Incorporating a simple strength routine after a run can provide numerous benefits to your running. Here are some reasons why a post-run strength routine is beneficial:

  • Muscle Activation and Balance: Running primarily engages specific muscles, and a post-run strength routine can help activate and strengthen muscles that may not have been fully engaged during your run. This helps promote better muscle balance and reduces the risk of overuse injuries.
  • Improved Running Form: A well-rounded strength routine can enhance your core stability, posture, and overall body mechanics. This can lead to improved running form and efficiency.
  • Injury Prevention: Strength training helps strengthen muscles, tendons, and ligaments, reducing the risk of common running-related injuries such as IT band syndrome, shin splints, and runner's knee.
  • Increased Power and Speed: Strength training can enhance your explosive power, which is crucial for sprinting, hill running, and surges during races.
  • Bone Health: Weight-bearing strength exercises promote bone density and overall bone health, which is important for runners to reduce the risk of stress fractures.

Always ensure proper form during your strength exercises, and consult a fitness professional or physical therapist if you have any specific concerns or conditions.

Coaching Insights

Since we all respond differently to a given workout, here are some alternatives depending on your goal, time, or capacity.

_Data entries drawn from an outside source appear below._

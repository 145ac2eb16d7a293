//! Fee-adjusted arbitrage between two venues quoting the same pair.
//!
//! On every bar both prices are pushed against the trade by the configured
//! slippage. Selling on venue B and buying on venue A is checked first, the
//! opposite direction second; the first direction left profitable after the
//! taker fees places a `+1` limit order on the buy side and a `-1` limit
//! order on the sell side.

use std::fmt;

use tracing::info;

#[cfg(feature = "serde")]
use serde::{Deserialize, Serialize};

use crate::PriceCalculus;
use crate::engine::{Algorithm, BarData, Broker, Exchange, Exchanges, Field, TradingPair};
use crate::errors::Result;
use crate::metrics::Performance;

#[cfg(feature = "draws")]
use crate::draws::{Draw, DrawOptions};

/// Taker fee of `market` applied to `price`, rounded to 5 decimal places.
pub fn get_fee(market: &Exchange, price: f64) -> f64 {
    (market.fees().trading.taker * price).round_dp(5)
}

/// Prices adjusted for slippage: `(price * (1 - slippage), price * (1 + slippage))`.
///
/// The slippage is not range-checked.
pub fn adjusted_prices(price: f64, slippage: f64) -> (f64, f64) {
    (price.sub_fraction(slippage), price.add_fraction(slippage))
}

/// A trade left profitable after fees.
#[derive(Debug, Clone, PartialEq)]
pub struct Opportunity {
    /// Venue to sell on.
    pub sell_market: String,
    /// Price to sell at.
    pub sell_price: f64,
    /// Venue to buy on.
    pub buy_market: String,
    /// Price to buy at.
    pub buy_price: f64,
    /// Fee paid on the sell side.
    pub sell_fee: f64,
    /// Fee paid on the buy side.
    pub buy_fee: f64,
    /// Spread minus both fees.
    pub expected_profit: f64,
}

impl Opportunity {
    /// Returns the fees of both legs.
    pub fn total_fees(&self) -> f64 {
        self.buy_fee + self.sell_fee
    }
}

impl fmt::Display for Opportunity {
    fn fmt(&self, f: &mut fmt::Formatter<'_>) -> fmt::Result {
        writeln!(
            f,
            "Sell {} at {}, Buy {} at {}",
            self.sell_market, self.sell_price, self.buy_market, self.buy_price
        )?;
        writeln!(f, "Total fees:{}", self.total_fees())?;
        write!(f, "Expected profit: {}", self.expected_profit)
    }
}

/// Returns the opportunity of selling on `sell_market` and buying on
/// `buy_market` if the expected profit after fees is strictly positive.
pub fn evaluate_opportunity(
    sell_price: f64,
    buy_price: f64,
    sell_market: &Exchange,
    buy_market: &Exchange,
) -> Option<Opportunity> {
    let sell_fee = get_fee(sell_market, sell_price);
    let buy_fee = get_fee(buy_market, buy_price);
    let expected_profit = sell_price - buy_price - sell_fee - buy_fee;

    (expected_profit > 0.0).then(|| Opportunity {
        sell_market: sell_market.name().to_owned(),
        sell_price,
        buy_market: buy_market.name().to_owned(),
        buy_price,
        sell_fee,
        buy_fee,
        expected_profit,
    })
}

/// Returns true if selling at `sell_price` and buying at `buy_price` is
/// profitable after fees, logging a summary of the trade when it is.
pub fn is_profitable_after_fees(sell_price: f64, buy_price: f64, sell_market: &Exchange, buy_market: &Exchange) -> bool {
    match evaluate_opportunity(sell_price, buy_price, sell_market, buy_market) {
        Some(opportunity) => {
            for line in opportunity.to_string().lines() {
                info!("{line}");
            }
            true
        }
        None => false,
    }
}

/// Settings of the arbitrage strategy.
#[cfg_attr(feature = "serde", derive(Serialize, Deserialize))]
#[derive(Debug, Clone, PartialEq)]
pub struct ArbitrageConfig {
    symbol: String,
    exchange_a: String,
    exchange_b: String,
    slippage: f64,
}

impl ArbitrageConfig {
    /// Trades `btc_usdt` between bitfinex (A) and poloniex (B).
    pub fn new(slippage: f64) -> Self {
        Self {
            slippage,
            symbol: "btc_usdt".to_owned(),
            exchange_a: "bitfinex".to_owned(),
            exchange_b: "poloniex".to_owned(),
        }
    }

    /// Sets the traded symbol.
    pub fn symbol(mut self, symbol: impl ToString) -> Self {
        self.symbol = symbol.to_string();
        self
    }

    /// Sets the two venues. Selling on `b` and buying on `a` is checked first.
    pub fn exchanges(mut self, a: impl ToString, b: impl ToString) -> Self {
        self.exchange_a = a.to_string();
        self.exchange_b = b.to_string();
        self
    }

    /// Returns the slippage fraction.
    pub fn slippage(&self) -> f64 {
        self.slippage
    }
}

/// A venue and the pair traded on it.
#[derive(Debug, Clone)]
pub struct Venue {
    exchange: Exchange,
    pair: TradingPair,
}

impl Venue {
    /// Returns the exchange handle.
    pub fn exchange(&self) -> &Exchange {
        &self.exchange
    }

    /// Returns the pair traded on the venue.
    pub fn pair(&self) -> &TradingPair {
        &self.pair
    }
}

/// Venues bound once at initialization and read at every step.
#[derive(Debug, Clone)]
pub struct ArbitrageContext {
    a: Venue,
    b: Venue,
}

impl ArbitrageContext {
    /// Returns venue A.
    pub fn a(&self) -> &Venue {
        &self.a
    }

    /// Returns venue B.
    pub fn b(&self) -> &Venue {
        &self.b
    }
}

/// The arbitrage [`Algorithm`].
#[derive(Debug, Clone)]
pub struct ArbitrageStrategy {
    config: ArbitrageConfig,
    #[cfg(feature = "draws")]
    chart: Option<DrawOptions>,
}

impl ArbitrageStrategy {
    /// Creates the strategy.
    pub fn new(config: ArbitrageConfig) -> Self {
        Self {
            config,
            #[cfg(feature = "draws")]
            chart: None,
        }
    }

    /// Renders the performance charts with `options` when the run is analyzed.
    #[cfg(feature = "draws")]
    pub fn with_chart(mut self, options: DrawOptions) -> Self {
        self.chart = Some(options);
        self
    }

    fn venue(exchanges: &Exchanges, name: &str, symbol: &str) -> Result<Venue> {
        Ok(Venue {
            exchange: exchanges.get(name)?.clone(),
            pair: exchanges.symbol(symbol, name)?,
        })
    }
}

impl Algorithm for ArbitrageStrategy {
    type Context = ArbitrageContext;

    fn initialize(&mut self, exchanges: &Exchanges) -> Result<Self::Context> {
        let config = &self.config;
        Ok(ArbitrageContext {
            a: Self::venue(exchanges, &config.exchange_a, &config.symbol)?,
            b: Self::venue(exchanges, &config.exchange_b, &config.symbol)?,
        })
    }

    fn handle_data<B: Broker>(&mut self, context: &Self::Context, data: &BarData<'_>, broker: &mut B) -> Result<()> {
        let ArbitrageContext { a, b } = context;
        let price_a = data.current(&a.pair, Field::Price)?;
        let price_b = data.current(&b.pair, Field::Price)?;

        let (sell_a, buy_a) = adjusted_prices(price_a, self.config.slippage);
        let (sell_b, buy_b) = adjusted_prices(price_b, self.config.slippage);

        let (name_a, name_b) = (a.exchange.name(), b.exchange.name());
        if is_profitable_after_fees(sell_b, buy_a, &b.exchange, &a.exchange) {
            info!("Data: {}", data.current_dt());
            info!("{name_b}: {price_b}, {name_a}: {price_a}");
            info!("Buy on {name_a}, sell on {name_b}");
            broker.order(&a.pair, 1.0, buy_a)?;
            broker.order(&b.pair, -1.0, sell_b)?;
        } else if is_profitable_after_fees(sell_a, buy_b, &a.exchange, &b.exchange) {
            info!("Data: {}", data.current_dt());
            info!("{name_b}: {price_b}, {name_a}: {price_a}");
            info!("Sell on {name_a}, buy on {name_b}");
            broker.order(&a.pair, -1.0, sell_a)?;
            broker.order(&b.pair, 1.0, buy_b)?;
        }

        Ok(())
    }

    fn analyze(&mut self, _context: &Self::Context, performance: &Performance) -> Result<()> {
        for line in performance.to_string().lines() {
            info!("{line}");
        }

        #[cfg(feature = "draws")]
        if let Some(options) = &self.chart {
            Draw::with_performance(performance).with_options(options.clone()).plot()?;
        }

        Ok(())
    }
}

  • To make the workout more challenging, add weights to single leg exercises and calf raises.
  • Take your time going through the exercises. Moving fast is less effective.
  • It is best to do strength on your hard workout days. Make sure you are not overdoing strength the day before a workout or long run, so your body is ready for those specific sessions.
  • If you notice imbalances between your legs, focus on exercises that target the weaker leg. This can help prevent injury and create more balanced running mechanics.
  • If you are experiencing any pain or discomfort, stop and consult a professional.